Solar pool heaters work by pumping water from the pool to the filter, partially redirecting that water through the solar collectors, which then warm the water up before it goes back to the pool.
All about solar heaters
There are two types of solar heaters: unglazed and glazed collectors. The unglazed collectors consist of rubber or plastic panels that have an ultraviolet inhibitor, and glazed collectors, which are created from copper tubing on an aluminum plate with an iron-tempered glass casing. The unglazed collectors aren’t as sturdy as the glazed collectors are even though they’re made from heavy-duty rubber or plastic. However, unglazed collectors are less costly than glazed ones. Regardless of cost or durability, both types of solar heaters have freeze protection, allowing for use in colder weather areas.

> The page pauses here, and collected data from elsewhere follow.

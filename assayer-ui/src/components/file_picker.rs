//! File Picker Component
//!
//! Labelled CSV file input; the chosen file is written to a signal.

use leptos::*;
use wasm_bindgen::JsCast;

/// First file of an input's change event
pub fn selected_file(ev: &web_sys::Event) -> Option<web_sys::File> {
    ev.target()?
        .dyn_into::<web_sys::HtmlInputElement>()
        .ok()?
        .files()?
        .get(0)
}

#[component]
pub fn FilePicker(
    label: &'static str,
    file: RwSignal<Option<web_sys::File>>,
) -> impl IntoView {
    view! {
        <label class="block">
            <span class="block text-sm text-gray-600 mb-2">{label}</span>
            <input
                type="file"
                accept=".csv,text/csv"
                on:change=move |ev| file.set(selected_file(&ev))
                class="block w-full text-sm text-gray-700 border border-gray-300 rounded-lg p-2"
            />
            <span class="block text-xs text-gray-500 mt-1">
                {move || file.with(|f| f.as_ref().map(|f| f.name()).unwrap_or_else(|| "No file chosen".to_string()))}
            </span>
        </label>
    }
}

/// Read a chosen file as UTF-8 text
pub async fn read_text(file: &web_sys::File) -> Result<String, String> {
    wasm_bindgen_futures::JsFuture::from(file.text())
        .await
        .ok()
        .and_then(|text| text.as_string())
        .ok_or_else(|| format!("Failed to read {}", file.name()))
}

Solar pool heating systems can cost $3,000 to $4,000 for both the purchase and the installation. Solar collectors need a large volume of backyard space. The surface area of the heater needs to be at least 75% of the pool surface area. Whether or not you keep your pool open all year long will partially determine whether or not you need more surface area for your heater (up to 100%). You’ll also need to make certain you have the right size pool pump to fit your solar heating system.
Solar pool heating systems have many advantages: they work excellently for heating pools in warm climates, they don’t contribute to air pollution, they make pool owners’ money back by saving enough energy to cover the installation, they use a free energy source (the sun), they’re inexpensive to operate, and they last 15-20 years.
Solar heater disadvantages
These systems also have some disadvantages: they need a lot of direct sunlight to operate, they heat the pool water quite slowly, they are expensive up front, they take up a lot of backyard space, and they aren’t visually pleasing.
Get familiar with the measurements of your yard space and, if needed, roof space, and keep that in mind when researching various sizes of solar collectors. Also, be informed about your property space and whether or not it’s suitable for a solar pool heater.